Viant Technology shares soar after beating earnings expectations

Published 10/11/2025, 22:58
Viant Technology shares soar after beating earnings expectations

Investing.com -- Viant Technology Inc. (NASDAQ:DSP) reported third-quarter earnings that exceeded analyst expectations on Monday, sending shares up 5.8% in after-hours trading.

The AI-powered programmatic advertising company posted adjusted earnings per share of $0.06, beating the analyst estimate of $0.05. Revenue reached $85.58 million, significantly surpassing the consensus estimate of $52.07 million and representing a 7% increase YoY. Contribution ex-TAC, a key metric for the company, grew 12% YoY to $52.99 million.

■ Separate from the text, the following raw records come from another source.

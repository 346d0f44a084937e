//! Iterate-until-no-improvement 2-opt loop.
//!
//! The loop owns a [`Tour`] and borrows a read-only [`DistanceMatrix`].
//! Each pass asks the search step for one improving exchange; the step
//! applies it directly to the tour and reports its delta. The loop stops
//! when the step finds nothing (a 2-opt local optimum, the natural terminal
//! condition) or when the iteration cap is reached. Given the same matrix
//! and start tour the whole process is deterministic.

use log::debug;
use serde::{Deserialize, Serialize};

use crate::distance::DistanceMatrix;
use crate::error::{Error, Result};
use crate::local_search::improve_step;
use crate::tour::Tour;

/// Default iteration cap, a safety bound against pathological non-convergence.
pub const DEFAULT_MAX_ITERATIONS: usize = 10_000;

/// Default strict-improvement threshold guarding against float noise.
pub const DEFAULT_EPSILON: f64 = 1e-10;

/// Tuning knobs for the optimization loop.
///
/// The cap bounds runtime on pathological inputs; the epsilon keeps flat
/// plateaus from looping. There is rarely a reason to change the defaults
/// outside of tests.
///
/// # Examples
///
/// ```
/// use tour_opt::optimizer::OptimizerConfig;
///
/// let config = OptimizerConfig::default();
/// assert_eq!(config.max_iterations, 10_000);
/// assert_eq!(config.epsilon, 1e-10);
/// ```
#[derive(Debug, Clone, Copy, PartialEq, Serialize, Deserialize)]
pub struct OptimizerConfig {
    /// Maximum number of exchanges to apply before giving up.
    pub max_iterations: usize,
    /// An exchange is accepted only if its delta is below `-epsilon`.
    pub epsilon: f64,
}

impl Default for OptimizerConfig {
    fn default() -> Self {
        Self {
            max_iterations: DEFAULT_MAX_ITERATIONS,
            epsilon: DEFAULT_EPSILON,
        }
    }
}

/// Outcome of one optimization run.
#[derive(Debug, Clone, Serialize)]
pub struct OptimizationResult {
    /// The final tour, a 2-opt local optimum unless the cap was hit.
    pub tour: Tour,
    /// Sum of all applied deltas. Zero or negative; negate for display as
    /// a positive "total improvement" figure.
    pub total_improvement: f64,
    /// Number of exchanges applied.
    pub iterations: usize,
}

/// Runs 2-opt from the identity tour `[0, 1, ..., n-1]`.
///
/// Validates the matrix (finite, non-negative entries) before entering the
/// loop; a malformed matrix is the only error surface.
///
/// # Examples
///
/// ```
/// use tour_opt::distance::DistanceMatrix;
/// use tour_opt::optimizer::{optimize, OptimizerConfig};
///
/// let dm = DistanceMatrix::from_rows(&[
///     vec![0.0, 10.0, 15.0, 20.0],
///     vec![10.0, 0.0, 35.0, 25.0],
///     vec![15.0, 35.0, 0.0, 30.0],
///     vec![20.0, 25.0, 30.0, 0.0],
/// ])?;
///
/// let result = optimize(&dm, &OptimizerConfig::default())?;
/// assert_eq!(result.tour.order(), &[0, 1, 3, 2]);
/// assert_eq!(result.iterations, 1);
/// assert!((result.total_improvement + 15.0).abs() < 1e-10);
/// # Ok::<(), tour_opt::Error>(())
/// ```
pub fn optimize(distances: &DistanceMatrix, config: &OptimizerConfig) -> Result<OptimizationResult> {
    optimize_from(Tour::identity(distances.size()), distances, config)
}

/// Runs 2-opt from a caller-supplied start tour.
///
/// The tour must cover exactly the matrix's cities; a length mismatch is
/// rejected with [`Error::SizeMismatch`] before the loop begins.
pub fn optimize_from(
    tour: Tour,
    distances: &DistanceMatrix,
    config: &OptimizerConfig,
) -> Result<OptimizationResult> {
    if tour.len() != distances.size() {
        return Err(Error::SizeMismatch {
            tour_len: tour.len(),
            matrix_size: distances.size(),
        });
    }
    distances.validate()?;

    let mut tour = tour;
    let mut total_improvement = 0.0;
    let mut iterations = 0;

    while iterations < config.max_iterations {
        match improve_step(&mut tour, distances, config.epsilon) {
            Some(mv) => {
                total_improvement += mv.delta;
                iterations += 1;
            }
            None => {
                debug!("local optimum after {iterations} exchanges");
                break;
            }
        }
    }
    if iterations == config.max_iterations {
        debug!("iteration cap {} reached", config.max_iterations);
    }

    Ok(OptimizationResult {
        tour,
        total_improvement,
        iterations,
    })
}

#[cfg(test)]
mod tests {
    use super::*;

    fn square_matrix() -> DistanceMatrix {
        DistanceMatrix::from_rows(&[
            vec![0.0, 10.0, 15.0, 20.0],
            vec![10.0, 0.0, 35.0, 25.0],
            vec![15.0, 35.0, 0.0, 30.0],
            vec![20.0, 25.0, 30.0, 0.0],
        ])
        .expect("valid matrix")
    }

    #[test]
    fn test_converges_on_square_matrix() {
        let dm = square_matrix();
        let result = optimize(&dm, &OptimizerConfig::default()).expect("well-formed");
        assert_eq!(result.tour.order(), &[0, 1, 3, 2]);
        assert_eq!(result.iterations, 1);
        assert!((result.total_improvement + 15.0).abs() < 1e-10);
        assert!(result.tour.length(&dm) <= 95.0);
    }

    #[test]
    fn test_local_optimum_is_stable() {
        let dm = square_matrix();
        let result = optimize(&dm, &OptimizerConfig::default()).expect("well-formed");
        let mut tour = result.tour;
        // Re-running the step at DONE keeps reporting no improvement.
        assert!(improve_step(&mut tour, &dm, DEFAULT_EPSILON).is_none());
        assert!(improve_step(&mut tour, &dm, DEFAULT_EPSILON).is_none());
    }

    #[test]
    fn test_single_city_terminates_immediately() {
        let dm = DistanceMatrix::new(1);
        let result = optimize(&dm, &OptimizerConfig::default()).expect("well-formed");
        assert_eq!(result.iterations, 0);
        assert_eq!(result.total_improvement, 0.0);
        assert_eq!(result.tour.order(), &[0]);
    }

    #[test]
    fn test_two_cities_terminate_immediately() {
        let mut dm = DistanceMatrix::new(2);
        dm.set(0, 1, 3.0);
        dm.set(1, 0, 4.0);
        let result = optimize(&dm, &OptimizerConfig::default()).expect("well-formed");
        assert_eq!(result.iterations, 0);
        assert_eq!(result.total_improvement, 0.0);
    }

    #[test]
    fn test_flat_matrix_terminates_immediately() {
        let mut dm = DistanceMatrix::new(5);
        for i in 0..5 {
            for j in 0..5 {
                if i != j {
                    dm.set(i, j, 7.0);
                }
            }
        }
        let result = optimize(&dm, &OptimizerConfig::default()).expect("well-formed");
        assert_eq!(result.iterations, 0);
        assert_eq!(result.total_improvement, 0.0);
        assert_eq!(result.tour.order(), &[0, 1, 2, 3, 4]);
    }

    #[test]
    fn test_iteration_cap_respected() {
        let dm = square_matrix();
        let config = OptimizerConfig {
            max_iterations: 0,
            ..OptimizerConfig::default()
        };
        let result = optimize(&dm, &config).expect("well-formed");
        assert_eq!(result.iterations, 0);
        assert_eq!(result.tour.order(), &[0, 1, 2, 3]);
    }

    #[test]
    fn test_deterministic_across_runs() {
        let dm = square_matrix();
        let config = OptimizerConfig::default();
        let a = optimize(&dm, &config).expect("well-formed");
        let b = optimize(&dm, &config).expect("well-formed");
        assert_eq!(a.tour, b.tour);
        assert_eq!(a.iterations, b.iterations);
        assert_eq!(a.total_improvement, b.total_improvement);
    }

    #[test]
    fn test_rejects_malformed_matrix_before_loop() {
        let mut dm = DistanceMatrix::new(3);
        dm.set(0, 2, f64::NAN);
        assert!(matches!(
            optimize(&dm, &OptimizerConfig::default()),
            Err(Error::InvalidDistance { .. })
        ));
    }

    #[test]
    fn test_rejects_start_tour_size_mismatch() {
        let dm = square_matrix();
        let tour = Tour::identity(3);
        assert!(matches!(
            optimize_from(tour, &dm, &OptimizerConfig::default()),
            Err(Error::SizeMismatch {
                tour_len: 3,
                matrix_size: 4
            })
        ));
    }

    #[test]
    fn test_custom_start_tour() {
        let dm = square_matrix();
        let start = Tour::from_order(vec![0, 1, 3, 2]).expect("valid");
        let result =
            optimize_from(start, &dm, &OptimizerConfig::default()).expect("well-formed");
        // Already a local optimum: nothing to do.
        assert_eq!(result.iterations, 0);
        assert_eq!(result.tour.order(), &[0, 1, 3, 2]);
    }

    #[test]
    fn test_improvement_monotone_under_tight_cap() {
        // Each applied exchange is strictly improving, so widening the cap
        // can only decrease (or keep) the cumulative improvement.
        let dm = DistanceMatrix::from_rows(&[
            vec![0.0, 1.0, 5.0, 100.0],
            vec![1.0, 0.0, 10.0, 1.0],
            vec![5.0, 10.0, 0.0, 1.0],
            vec![100.0, 1.0, 1.0, 0.0],
        ])
        .expect("valid matrix");
        let mut previous = 0.0;
        for cap in 0..4 {
            let config = OptimizerConfig {
                max_iterations: cap,
                ..OptimizerConfig::default()
            };
            let result = optimize(&dm, &config).expect("well-formed");
            assert!(result.total_improvement <= previous);
            previous = result.total_improvement;
        }
    }
}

"Viant delivered record third quarter results, with revenue, contribution ex-TAC and adjusted EBITDA all exceeding the midpoint of our guidance," said Tim Vanderhook, Co-Founder and CEO of Viant. "We believe we are well-positioned to accelerate top-line growth, fueled by strengthening CTV demand, broader adoption of our proprietary addressability solutions."

The company noted that excluding political spend and the impact of a seasonal advertiser transitioning off platform due to a corporate merger, revenue would have increased 19% and contribution ex-TAC would have grown 22%. Connected TV advertising reached record levels, accounting for 46% of total ad spend on the platform.

For the fourth quarter, Viant expects revenue between $101.5 million and $104.5 million, with contribution ex-TAC ranging from $62.0 million to $64.0 million. The company also anticipates adjusted EBITDA between $22.5 million and $23.5 million.

"Looking ahead to the fourth quarter, excluding these same headwinds, we expect revenue and contribution ex-TAC growth of 20% and 21%, respectively, at the midpoint of our guidance, underscoring continued momentum in our business," said Larry Madden, CFO of Viant.

The company also reported a significant business win, being designated as the Advertising Platform for Molson Coors, which will use Viant to power programmatic ad campaigns across the U.S. beginning in 2026.